(REQUIRED ACTION): Extract, unchanged, each line of the listing below from its first line through the line that contains "its own seeded", inclusive, and nothing else.
━━━ RECORDS PROVIDED ━━━
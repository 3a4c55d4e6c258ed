//! Phase-ordered tick driver.
//!
//! Each tick snapshots the grid, runs the three species phases in a fixed
//! order (carnivores, then herbivores, then plants), and publishes the
//! staging buffer. Within a phase, cells are processed in parallel in nine
//! colour classes keyed by `(row % 3, col % 3)`: two source cells of the same
//! class are at least three apart in both axes, so their Moore footprints
//! cannot overlap and the worker schedule cannot affect the outcome. Across
//! classes the sweep is sequential, and every cell draws from its own seeded
//! RNG stream, so a run is fully determined by seed and configuration.

use rand::seq::SliceRandom;
use rayon::prelude::*;
use trophic_core::{Animal, Cell, GridError, Species};
use trophic_grid::{DualGrid, GridView};
use trophic_obs::{Census, Observer};
use trophic_space::Lattice;

use crate::config::{ConfigError, SimConfig};
use crate::rng;
use crate::rules::{self, RuleContext};

/// One species update pass within a tick.
#[derive(Clone, Copy, Debug, PartialEq, Eq)]
pub enum Phase {
    /// Carnivores hunt first, while the snapshot still shows every herbivore.
    Carnivores,
    /// Herbivores graze on whatever plants survive in the staging buffer.
    Herbivores,
    /// Plants age, die, and spread last.
    Plants,
}

impl Phase {
    /// The species this phase updates.
    pub fn species(self) -> Species {
        match self {
            Self::Carnivores => Species::Carnivore,
            Self::Herbivores => Species::Herbivore,
            Self::Plants => Species::Plant,
        }
    }

    /// Domain-separation tag for the per-cell RNG streams.
    fn stream_tag(self) -> u64 {
        match self {
            Self::Carnivores => 0,
            Self::Herbivores => 1,
            Self::Plants => 2,
        }
    }
}

/// The fixed within-tick phase order.
pub const PHASE_ORDER: [Phase; 3] = [Phase::Carnivores, Phase::Herbivores, Phase::Plants];

/// Owns the grid and advances the simulation tick by tick.
pub struct TickDriver {
    grid: DualGrid,
    config: SimConfig,
    tick: u64,
}

impl TickDriver {
    /// Build a driver with randomly placed initial populations.
    ///
    /// Placement shuffles the cell indices once with the seed-derived
    /// placement stream and deals them out plant-first, so no two organisms
    /// share a cell and the layout is reproducible.
    pub fn new(config: SimConfig) -> Result<Self, ConfigError> {
        config.validate()?;
        let lattice = Lattice::new(config.side).expect("side validated");
        let mut grid = DualGrid::new(lattice);

        let mut indices: Vec<usize> = (0..config.capacity()).collect();
        indices.shuffle(&mut rng::placement_stream(config.seed));
        let mut slots = indices.into_iter();
        let side = config.side;
        let mut place = |count: usize, cell: Cell, grid: &mut DualGrid| -> Result<(), GridError> {
            for _ in 0..count {
                let idx = slots.next().expect("capacity validated");
                grid.set_current(idx / side, idx % side, cell)?;
            }
            Ok(())
        };
        let spawn = Animal::with_energy(config.initial_animal_energy);
        place(config.initial_plants, Cell::Plant { age: 0 }, &mut grid)?;
        place(config.initial_herbivores, Cell::Herbivore(spawn), &mut grid)?;
        place(config.initial_carnivores, Cell::Carnivore(spawn), &mut grid)?;

        Ok(Self {
            grid,
            config,
            tick: 0,
        })
    }

    /// Build a driver from scripted placements instead of random ones.
    ///
    /// The `initial_*` counts in `config` are ignored and stored as zero;
    /// `cells` alone decides the starting grid. Out-of-bounds placements
    /// surface as [`ConfigError::Grid`].
    pub fn from_cells(
        config: SimConfig,
        cells: &[(usize, usize, Cell)],
    ) -> Result<Self, ConfigError> {
        let config = SimConfig {
            initial_plants: 0,
            initial_herbivores: 0,
            initial_carnivores: 0,
            ..config
        };
        config.validate()?;
        let lattice = Lattice::new(config.side).expect("side validated");
        let mut grid = DualGrid::new(lattice);
        for &(row, col, cell) in cells {
            grid.set_current(row, col, cell)?;
        }
        Ok(Self {
            grid,
            config,
            tick: 0,
        })
    }

    /// The configuration this driver was built with.
    pub fn config(&self) -> &SimConfig {
        &self.config
    }

    /// Number of completed ticks.
    pub fn tick(&self) -> u64 {
        self.tick
    }

    /// Read-only view of the last published grid state.
    pub fn view(&self) -> GridView<'_> {
        self.grid.view()
    }

    /// Population counts of the last published grid state.
    pub fn census(&self) -> Census {
        Census::of(&self.grid.view())
    }

    /// Advance the simulation by one tick.
    pub fn step(&mut self) -> Result<(), GridError> {
        self.grid.snapshot_to_next();
        self.tick += 1;
        for phase in PHASE_ORDER {
            self.run_phase(phase)?;
        }
        self.grid.publish();
        let census = self.census();
        tracing::debug!(tick = self.tick, %census, "tick published");
        Ok(())
    }

    /// Run one species phase over the pre-tick snapshot.
    fn run_phase(&self, phase: Phase) -> Result<(), GridError> {
        let ctx = RuleContext {
            grid: &self.grid,
            config: &self.config,
        };
        let species = phase.species();
        let side = self.config.side;
        let seed = self.config.seed;
        let tick = self.tick;

        for class in 0..9usize {
            let (row_mod, col_mod) = (class / 3, class % 3);
            let mut sources = Vec::new();
            for row in (row_mod..side).step_by(3) {
                for col in (col_mod..side).step_by(3) {
                    if self.grid.current(row, col)?.species() == Some(species) {
                        sources.push((row, col));
                    }
                }
            }
            sources.par_iter().try_for_each(|&(row, col)| {
                let cell = self.grid.lattice().index(row, col) as u64;
                let mut stream = rng::cell_stream(seed, tick, phase.stream_tag(), cell);
                match phase {
                    Phase::Carnivores => rules::step_carnivore(&ctx, row, col, &mut stream),
                    Phase::Herbivores => rules::step_herbivore(&ctx, row, col, &mut stream),
                    Phase::Plants => rules::step_plant(&ctx, row, col, &mut stream),
                }
            })?;
        }
        Ok(())
    }

    /// Run the configured number of ticks, reporting each published state.
    ///
    /// The observer sees the initial state as tick 0 before any update runs.
    pub fn run<O: Observer>(&mut self, observer: &mut O) -> Result<(), GridError> {
        let census = self.census();
        observer.on_tick(self.tick, &census, &self.grid.view());
        for _ in 0..self.config.ticks {
            self.step()?;
            let census = self.census();
            observer.on_tick(self.tick, &census, &self.grid.view());
        }
        Ok(())
    }
}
━━━
(RESULT):
repository 3a4c55d4e6c258ed
//! Phase-ordered tick driver.
//!
//! Each tick snapshots the grid, runs the three species phases in a fixed
//! order (carnivores, then herbivores, then plants), and publishes the
//! staging buffer. Within a phase, cells are processed in parallel in nine
//! colour classes keyed by `(row % 3, col % 3)`: two source cells of the same
//! class are at least three apart in both axes, so their Moore footprints
//! cannot overlap and the worker schedule cannot affect the outcome. Across
//! classes the sweep is sequential, and every cell draws from its own seeded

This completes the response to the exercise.